INSTRUCTIONS FOR THE TASK. Only the lines of the data below from the one with "fn from_str(s: &str)" through the one with "value.parse()" are wanted. Repeat them exactly.

-- PROVIDED DATA follows --

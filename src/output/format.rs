use serde::{Deserialize, Serialize};
use std::fmt;
use std::str::FromStr;

use crate::error::DirtError;

/// Border style of the table output.
#[derive(Debug, Clone, Copy, PartialEq, Eq)]
pub enum TableStyle {
    Simple,
    Plain,
    Grid,
    FancyGrid,
    Github,
    Rounded,
}

impl TableStyle {
    pub const ALL: [TableStyle; 6] = [
        TableStyle::Simple,
        TableStyle::Plain,
        TableStyle::Grid,
        TableStyle::FancyGrid,
        TableStyle::Github,
        TableStyle::Rounded,
    ];

    pub fn as_str(self) -> &'static str {
        match self {
            TableStyle::Simple => "simple",
            TableStyle::Plain => "plain",
            TableStyle::Grid => "grid",
            TableStyle::FancyGrid => "fancy_grid",
            TableStyle::Github => "github",
            TableStyle::Rounded => "rounded",
        }
    }
}

/// How rows are written to stdout.
#[derive(Debug, Clone, Copy, PartialEq, Eq, Serialize, Deserialize)]
#[serde(try_from = "String", into = "String")]
pub enum OutputFormat {
    Table(TableStyle),
    Csv,
    Json,
}

impl OutputFormat {
    /// Every accepted name, for help and error messages.
    pub fn names() -> Vec<&'static str> {
        let mut names = vec!["csv", "json"];
        names.extend(TableStyle::ALL.iter().map(|s| s.as_str()));
        names
    }
}

impl Default for OutputFormat {
    fn default() -> Self {
        OutputFormat::Table(TableStyle::Simple)
    }
}

impl fmt::Display for OutputFormat {
    fn fmt(&self, f: &mut fmt::Formatter<'_>) -> fmt::Result {
        match self {
            OutputFormat::Table(style) => f.write_str(style.as_str()),
            OutputFormat::Csv => f.write_str("csv"),
            OutputFormat::Json => f.write_str("json"),
        }
    }
}

impl FromStr for OutputFormat {
    type Err = DirtError;

    fn from_str(s: &str) -> Result<Self, Self::Err> {
        let lower = s.trim().to_lowercase();
        match lower.as_str() {
            "csv" => return Ok(OutputFormat::Csv),
            "json" => return Ok(OutputFormat::Json),
            _ => {}
        }

        TableStyle::ALL
            .into_iter()
            .find(|style| style.as_str() == lower)
            .map(OutputFormat::Table)
            .ok_or_else(|| {
                DirtError::InvalidArgument(format!(
                    "invalid output format '{}', expected one of: {}",
                    s,
                    OutputFormat::names().join(", ")
                ))
            })
    }
}

impl TryFrom<String> for OutputFormat {
    type Error = DirtError;

    fn try_from(value: String) -> Result<Self, Self::Error> {
        value.parse()
    }
}

impl From<OutputFormat> for String {
    fn from(value: OutputFormat) -> Self {
        value.to_string()
    }
}
use clap::Parser;
use clap_complete::Shell;
use std::ffi::OsString;
use std::path::PathBuf;

use crate::output::OutputFormat;
use crate::scanner::SortBy;

/// dirt - list what takes up space in a directory, and trim it down
#[derive(Parser, Debug)]
#[command(name = "dirt")]
#[command(author, version, about, long_about = None)]
pub struct Cli {
    /// Directory to analyze
    #[arg(default_value = ".")]
    pub path: PathBuf,

    /// Sort order: <name|size|depth|num_of_files|atime|mtime|ctime>_<asc|desc>
    #[arg(short, long = "sortby", value_name = "KEY_DIR")]
    pub sortby: Option<SortBy>,

    /// Output format: csv, json, simple, plain, grid, fancy_grid, github, rounded
    #[arg(short, long, value_name = "FORMAT")]
    pub output: Option<OutputFormat>,

    /// Decimal digits of human-readable sizes
    #[arg(short, long, value_name = "N", value_parser = clap::value_parser!(u8).range(0..=11))]
    pub precision: Option<u8>,

    /// Directory levels listed as separate rows
    #[arg(short, long, value_name = "N", value_parser = clap::value_parser!(u8).range(0..=2))]
    pub depth: Option<u8>,

    /// Print raw bytes and unix timestamps (also accepted as -nh)
    #[arg(long)]
    pub nohuman: bool,

    /// Delete entries, in sort order, until the total is at most SIZE (e.g. 900mb)
    #[arg(long, value_name = "SIZE")]
    pub trim_down: Option<String>,

    /// With --trim-down, report what would be deleted without deleting
    #[arg(short = 'n', long, requires = "trim_down")]
    pub dry_run: bool,

    /// Path to configuration file
    #[arg(short, long, value_name = "PATH")]
    pub config: Option<PathBuf>,

    /// Increase verbosity (-v, -vv, -vvv)
    #[arg(short, long, action = clap::ArgAction::Count)]
    pub verbose: u8,

    /// Suppress non-essential output
    #[arg(short, long)]
    pub quiet: bool,

    /// Print shell completions and exit
    #[arg(long, value_enum, value_name = "SHELL")]
    pub completions: Option<Shell>,
}

/// Rewrite the two-letter `-nh` short form to `--nohuman`.
///
/// Arguments after `--` are left alone.
pub fn normalize_args<I, T>(args: I) -> Vec<OsString>
where
    I: IntoIterator<Item = T>,
    T: Into<OsString>,
{
    let mut passthrough = false;
    args.into_iter()
        .map(Into::into)
        .map(|arg| {
            if passthrough {
                return arg;
            }
            if arg == "--" {
                passthrough = true;
                arg
            } else if arg == "-nh" {
                OsString::from("--nohuman")
            } else {
                arg
            }
        })
        .collect()
}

-- PROVIDED DATA concluded --

EXERCISE RESPONSE.
    fn from_str(s: &str) -> Result<Self, Self::Err> {
        let lower = s.trim().to_lowercase();
        match lower.as_str() {
            "csv" => return Ok(OutputFormat::Csv),
            "json" => return Ok(OutputFormat::Json),
            _ => {}
        }

        TableStyle::ALL
            .into_iter()
            .find(|style| style.as_str() == lower)
            .map(OutputFormat::Table)
            .ok_or_else(|| {
                DirtError::InvalidArgument(format!(
                    "invalid output format '{}', expected one of: {}",
                    s,
                    OutputFormat::names().join(", ")
                ))
            })
    }
}

impl TryFrom<String> for OutputFormat {
    type Error = DirtError;

    fn try_from(value: String) -> Result<Self, Self::Error> {
        value.parse()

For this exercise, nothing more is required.